File photo: Day seven of Italy's nationwide coronavirus lockdown in Rome. Photograph:( Reuters )

Story highlights

Hospitals in Italy are overwhelmed with intensive care units running at full capacity.

The novel Coronavirus has claimed 4,000 lives and infected over 40,000 people in Italy even as doctors and nurses are struggling to cope with the high influx of patients pouring in every day. 

Hospitals in Italy are overwhelmed with intensive care units running at full capacity.

Patients rushing to the hospitals are being placed on beds in waiting rooms by overworked healthcare workers. 

In the main hospital at Bergamo, the area hardest hit by the deadly virus, the situation is severe. Patients are lined up in a narrow ward in more numbers than it can hold. Nearly 50 to 60 patients are coming in every day in a serious condition, describing their symptoms as flu. 

Bergamo is the epicentre of the virus outbreak in Italy.

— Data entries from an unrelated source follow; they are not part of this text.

// Copyright (C) 2025 Ryan Daum <ryan.daum@gmail.com> This program is free
// software: you can redistribute it and/or modify it under the terms of the GNU
// General Public License as published by the Free Software Foundation, version
// 3.
//
// This program is distributed in the hope that it will be useful, but WITHOUT
// ANY WARRANTY; without even the implied warranty of MERCHANTABILITY or FITNESS
// FOR A PARTICULAR PURPOSE. See the GNU General Public License for more details.
//
// You should have received a copy of the GNU General Public License along with
// this program. If not, see <https://www.gnu.org/licenses/>.
//

use crate::builtins::BfRet::{Ret, VmInstr};
use crate::builtins::{world_state_bf_err, BfCallState, BfErr, BfRet, BuiltinFunction};
use crate::tasks::VerbCall;
use crate::vm::ExecutionResult::ContinueVerb;
use etamoo_common::model::{ObjAttrs, WorldState, WorldStateError};
use etamoo_compiler::offset_for_builtin;
use etamoo_var::ErrorCode::{E_NACC, E_TYPE};
use etamoo_var::{v_bool_int, v_list, v_none, v_obj, Obj, Symbol, Var, Variant, NOTHING};

fn obj_arg(v: &Var) -> Result<Obj, BfErr> {
    v.as_obj().ok_or(BfErr::Code(E_TYPE))
}

fn bf_valid(bf_args: &mut BfCallState<'_>) -> Result<BfRet, BfErr> {
    let obj = obj_arg(&bf_args.args[0])?;
    let is_valid = bf_args.world_state.valid(obj).map_err(world_state_bf_err)?;
    Ok(Ret(v_bool_int(is_valid)))
}

fn bf_parent(bf_args: &mut BfCallState<'_>) -> Result<BfRet, BfErr> {
    let obj = obj_arg(&bf_args.args[0])?;
    let parent = bf_args
        .world_state
        .parent_of(bf_args.task_perms_who(), obj)
        .map_err(world_state_bf_err)?;
    Ok(Ret(v_obj(parent)))
}

fn bf_children(bf_args: &mut BfCallState<'_>) -> Result<BfRet, BfErr> {
    let obj = obj_arg(&bf_args.args[0])?;
    let children = bf_args
        .world_state
        .children_of(bf_args.task_perms_who(), obj)
        .map_err(world_state_bf_err)?;
    let children: Vec<Var> = children.iter().map(|c| v_obj(*c)).collect();
    Ok(Ret(v_list(&children)))
}

fn bf_chparent(bf_args: &mut BfCallState<'_>) -> Result<BfRet, BfErr> {
    let obj = obj_arg(&bf_args.args[0])?;
    let new_parent = obj_arg(&bf_args.args[1])?;
    bf_args
        .world_state
        .change_parent(bf_args.task_perms_who(), obj, new_parent)
        .map_err(world_state_bf_err)?;
    Ok(Ret(v_none()))
}

fn bf_max_object(bf_args: &mut BfCallState<'_>) -> Result<BfRet, BfErr> {
    let max_obj = bf_args
        .world_state
        .max_object(bf_args.task_perms_who())
        .map_err(world_state_bf_err)?;
    Ok(Ret(v_obj(max_obj)))
}

fn bf_players(bf_args: &mut BfCallState<'_>) -> Result<BfRet, BfErr> {
    let players = bf_args.world_state.players().map_err(world_state_bf_err)?;
    let players: Vec<Var> = players.iter().map(|p| v_obj(*p)).collect();
    Ok(Ret(v_list(&players)))
}

fn bf_is_player(bf_args: &mut BfCallState<'_>) -> Result<BfRet, BfErr> {
    let obj = obj_arg(&bf_args.args[0])?;
    let flags = bf_args
        .world_state
        .flags_of(obj)
        .map_err(world_state_bf_err)?;
    Ok(Ret(v_bool_int(
        flags.contains(etamoo_common::model::ObjFlag::User),
    )))
}

fn bf_set_player_flag(bf_args: &mut BfCallState<'_>) -> Result<BfRet, BfErr> {
    let obj = obj_arg(&bf_args.args[0])?;
    let is_player = bf_args.args[1].is_true();
    bf_args
        .world_state
        .set_player_flag(bf_args.task_perms_who(), obj, is_player)
        .map_err(world_state_bf_err)?;
    Ok(Ret(v_none()))
}

fn bf_renumber(bf_args: &mut BfCallState<'_>) -> Result<BfRet, BfErr> {
    let obj = obj_arg(&bf_args.args[0])?;
    let new_id = bf_args
        .world_state
        .renumber_object(bf_args.task_perms_who(), obj)
        .map_err(world_state_bf_err)?;
    Ok(Ret(v_obj(new_id)))
}

fn bf_reset_max_object(bf_args: &mut BfCallState<'_>) -> Result<BfRet, BfErr> {
    bf_args
        .world_state
        .reset_max_object(bf_args.task_perms_who())
        .map_err(world_state_bf_err)?;
    Ok(Ret(v_none()))
}

const BF_CREATE_TRAMPOLINE_CALL_INITIALIZE: usize = 0;
const BF_CREATE_TRAMPOLINE_DONE: usize = 1;

/// create(parent [, owner]): the new object's :initialize is called before
/// the object number is returned.
fn bf_create(bf_args: &mut BfCallState<'_>) -> Result<BfRet, BfErr> {
    let tramp = bf_args
        .bf_trampoline()
        .unwrap_or(BF_CREATE_TRAMPOLINE_CALL_INITIALIZE);

    match tramp {
        BF_CREATE_TRAMPOLINE_CALL_INITIALIZE => {
            let parent = obj_arg(&bf_args.args[0])?;
            let owner = match bf_args.args.get(1) {
                Some(owner) => obj_arg(owner)?,
                None => bf_args.task_perms_who(),
            };
            let new_obj = bf_args
                .world_state
                .create_object(bf_args.task_perms_who(), parent, owner, ObjAttrs::default())
                .map_err(world_state_bf_err)?;

            // Call :initialize on the new object if it has one, then
            // trampoline into the done case; with no verb, skip ahead.
            let Ok((program, initialize)) = bf_args.world_state.find_method_verb_on(
                bf_args.task_perms_who(),
                new_obj,
                Symbol::mk("initialize"),
            ) else {
                return Ok(Ret(v_obj(new_obj)));
            };

            let player = bf_args.exec_state.top().player;
            let caller = bf_args.exec_state.top().this;
            Ok(VmInstr(ContinueVerb {
                permissions: bf_args.task_perms_who(),
                resolved_verb: initialize,
                program,
                call: VerbCall {
                    verb_name: Symbol::mk("initialize"),
                    location: new_obj,
                    this: new_obj,
                    player,
                    args: vec![],
                    argstr: "".to_string(),
                    caller,
                },
                command: None,
                trampoline: Some(BF_CREATE_TRAMPOLINE_DONE),
                trampoline_arg: Some(v_obj(new_obj)),
            }))
        }
        BF_CREATE_TRAMPOLINE_DONE => {
            // The trampoline argument is the object we just created.
            let Some(new_obj) = bf_args.bf_trampoline_arg() else {
                panic!("Missing/invalid trampoline argument for bf_create");
            };
            Ok(Ret(new_obj))
        }
        _ => {
            panic!("Invalid trampoline for bf_create: {tramp}")
        }
    }
}

// This is invoked with a list of objects to move/call :exitfunc on. When the
// list is empty, the next trampoline state does the actual recycling.
const BF_RECYCLE_TRAMPOLINE_CALL_EXITFUNC: usize = 0;
const BF_RECYCLE_TRAMPOLINE_DONE_MOVE: usize = 1;
#[test]
fn test_break_continue_with_labels() {
    let db = test_db();
    assert_eq!(
        eval_ok(
            &db,
            r#"
            found = {};
            for x in [1..10]
              if (x % 2 == 0)
                continue;
              endif
              if (x > 6)
                break;
              endif
              found = {@found, x};
            endfor
            return found;
            "#
        ),
        v_list(&[v_int(1), v_int(3), v_int(5)])
    );
    assert_eq!(
        eval_ok(
            &db,
            r#"
            count = 0;
            while outer (1)
              for x in [1..10]
                count = count + 1;
                if (count > 3)
                  break outer;
                endif
              endfor
            endwhile
            return count;
            "#
        ),
        v_int(4)
    );
}

#[test]
fn test_scatter_assignment() {
    let db = test_db();
    assert_eq!(
        eval_ok(
            &db,
            r#"{a, ?b = 5, @rest} = {1}; return {a, b, rest};"#
        ),
        v_list(&[v_int(1), v_int(5), v_list(&[])])
    );
    assert_eq!(
        eval_ok(
            &db,
            r#"{a, ?b = 5, @rest} = {1, 2, 3, 4}; return {a, b, rest};"#
        ),
        v_list(&[v_int(1), v_int(2), v_list(&[v_int(3), v_int(4)])])
    );
}

#[test]
fn test_conditional_expression_laziness() {
    let db = test_db();
    assert_eq!(eval_ok(&db, "return 1 ? 2 | 1/0;"), v_int(2));
    assert_eq!(eval_ok(&db, "return 0 && 1/0;"), v_int(0));
    assert_eq!(eval_ok(&db, "return 1 || 1/0;"), v_int(1));
}

#[test]
fn test_builtin_dispatch_and_arg_checking() {
    let db = test_db();
    assert_eq!(eval_ok(&db, "return length({1, 2, 3});"), v_int(3));
    assert_eq!(eval_ok(&db, "return typeof(#1);"), v_int(1));
    assert_eq!(eval_ok(&db, "return tostr(1, \" \", #2);"), v_str("1 #2"));
    // Argument type mismatch is E_TYPE, count mismatch E_ARGS.
    let err = eval(&db, "return strcmp(1, 2);").unwrap_err();
    assert_eq!(err.error, E_TYPE);
    let err = eval(&db, "return strcmp(\"a\");").unwrap_err();
    assert_eq!(err.error, etamoo_var::E_ARGS);
}

#[test]
fn test_list_builtin_properties() {
    let db = test_db();
    // The listset/listdelete/listinsert identities.
    assert_eq!(
        eval_ok(&db, "return listset({1, 2, 3}, 9, 2);"),
        v_list(&[v_int(1), v_int(9), v_int(3)])
    );
    assert_eq!(
        eval_ok(&db, "return listdelete(listinsert({1, 2}, 9, 1), 1);"),
        v_list(&[v_int(1), v_int(2)])
    );
    assert_eq!(
        eval_ok(&db, "return listappend({1, 2}, 3);"),
        v_list(&[v_int(1), v_int(2), v_int(3)])
    );
    let err = eval(&db, "return listset({1}, 9, 2);").unwrap_err();
    assert_eq!(err.error, E_RANGE);
    // is_member is case-sensitive, `in` is not.
    assert_eq!(eval_ok(&db, "return is_member(\"A\", {\"a\"});"), v_int(0));
    assert_eq!(eval_ok(&db, "return \"A\" in {\"a\"};"), v_int(1));
}
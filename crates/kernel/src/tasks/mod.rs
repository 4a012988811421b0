// Copyright (C) 2025 Ryan Daum <ryan.daum@gmail.com> This program is free
// software: you can redistribute it and/or modify it under the terms of the GNU
// General Public License as published by the Free Software Foundation, version
// 3.
//
// This program is distributed in the hope that it will be useful, but WITHOUT
// ANY WARRANTY; without even the implied warranty of MERCHANTABILITY or FITNESS
// FOR A PARTICULAR PURPOSE. See the GNU General Public License for more details.
//
// You should have received a copy of the GNU General Public License along with
// this program. If not, see <https://www.gnu.org/licenses/>.
//

pub mod scheduler;
pub mod scheduler_client;
pub mod suspension;
pub mod task;
pub mod task_messages;
pub mod vm_host;

pub use etamoo_common::tasks::TaskId;

use etamoo_common::tasks::SchedulerError;
use etamoo_var::{Obj, Symbol, Var};

/// The minimum set of information needed to make a *resolution* call for a
/// verb.
#[derive(Clone, Debug)]
pub struct VerbCall {
    pub verb_name: Symbol,
    pub location: Obj,
    pub this: Obj,
    pub player: Obj,
    pub args: Vec<Var>,
    pub argstr: String,
    pub caller: Obj,
}

/// What a submitted task ultimately produced.
#[derive(Debug)]
pub enum TaskResult {
    Success(Var),
    Error(SchedulerError),
}

/// A handle to a submitted task, with a receiver for its result.
pub struct TaskHandle(pub TaskId, pub oneshot::Receiver<TaskResult>);

impl TaskHandle {
    pub fn task_id(&self) -> TaskId {
        self.0
    }

    /// Dissolve the handle into a receiver for the result.
    pub fn into_receiver(self) -> oneshot::Receiver<TaskResult> {
        self.1
    }
}

pub mod vm_test_utils {
    //! Helpers for driving a VmHost to completion against a world state,
    //! without a scheduler. Used by the language tests here and in
    //! dependent crates' tests.

    use crate::tasks::scheduler_client::TaskSchedulerClient;
    use crate::tasks::task_messages::SchedulerMessage;
    use crate::tasks::vm_host::{VMHostResponse, VmHost};
    use crate::tasks::VerbCall;
    use etamoo_common::model::{ServerOptions, WorldState};
    use etamoo_common::tasks::{Exception, Session};
    use etamoo_var::{Obj, Symbol, Var};
    use std::sync::Arc;
    use std::time::Duration;

    pub type ExecResult = Result<Var, Exception>;

    fn test_task_scheduler_client() -> (
        TaskSchedulerClient,
        flume::Receiver<SchedulerMessage>,
    ) {
        let (tx, rx) = flume::unbounded();
        (TaskSchedulerClient::new(0, tx), rx)
    }

    fn execute<F>(
        world_state: &mut dyn WorldState,
        session: Arc<dyn Session>,
        fun: F,
    ) -> ExecResult
    where
        F: FnOnce(&mut dyn WorldState, &mut VmHost),
    {
        let (client, _rx) = test_task_scheduler_client();
        let options = ServerOptions::default();
        let mut vm_host = VmHost::new(
            0,
            options.max_stack_depth,
            90_000,
            Duration::from_secs(5),
            session.clone(),
            client,
        );

        fun(world_state, &mut vm_host);

        // Call repeatedly into exec until we get either an error or a
        // completion.
        loop {
            match vm_host.exec_interpreter(0, world_state) {
                VMHostResponse::ContinueOk => {
                    continue;
                }
                VMHostResponse::CompleteSuccess(v) => {
                    return Ok(v);
                }
                VMHostResponse::CompleteException(e) => {
                    return Err(e);
                }
                VMHostResponse::DispatchFork(f) => {
                    panic!("Unexpected fork: {f:?}");
                }
                VMHostResponse::AbortLimit(a) => {
                    panic!("Unexpected abort: {a:?}");
                }
                VMHostResponse::CompleteAbort => {
                    panic!("Unexpected abort");
                }
                VMHostResponse::Suspend(_) => {
                    panic!("Unexpected suspend");
                }
                VMHostResponse::SuspendNeedInput => {
                    panic!("Unexpected suspend need input");
                }
                VMHostResponse::RollbackRetry => {
                    panic!("Unexpected rollback retry");
                }
            }
        }
    }

    pub fn call_verb(
        world_state: &mut dyn WorldState,
        session: Arc<dyn Session>,
        this: Obj,
        player: Obj,
        verb_name: &str,
        args: Vec<Var>,
    ) -> ExecResult {
        execute(world_state, session, |world_state, vm_host| {
            let verb_name = Symbol::mk(verb_name);
            let (program, vd) = world_state
                .find_method_verb_on(player, this, verb_name.clone())
                .unwrap();
            vm_host.start_call_method_verb(
                0,
                player,
                vd,
                program,
                VerbCall {
                    verb_name,
                    location: this,
                    this,
                    player,
                    args,
                    argstr: "".to_string(),
                    caller: player,
                },
            );
        })
    }

    pub fn call_eval(
        world_state: &mut dyn WorldState,
        session: Arc<dyn Session>,
        player: Obj,
        code: &str,
    ) -> ExecResult {
        let program = etamoo_compiler::compile(code).expect("could not compile test program");
        execute(world_state, session, |_, vm_host| {
            vm_host.start_eval(0, player, player, program);
        })
    }
}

In recent weeks, the Lombardy province has become the site of hundreds of coronavirus deaths.

The cemetery is so overwhelmed by the number of dead that military trucks transported 65 bodies to a neighbouring region for cremation this week.

Experienced medical professionals, who are used to working under intense strain, have never been this stressed in their careers.

Meanwhile, Italy imposed further draconian restrictions on public life on Friday in an increasingly desperate effort to halt coronavirus infections after the death toll leapt by 627 in a single day, by far the biggest 24-hour rise recorded anywhere.

The mayor of the most badly affected city, Bergamo in the affluent northern region of Lombardy, said the true number of fatalities from the pandemic in his area was four times higher than was officially reported so far.

"Many of the elderly are dying in their houses or in old people's homes, without anyone testing them either before or after they die," Giorgio Gori told the Huffington Post.

He added that a dozen mayors of other cities had confirmed the same thing to him.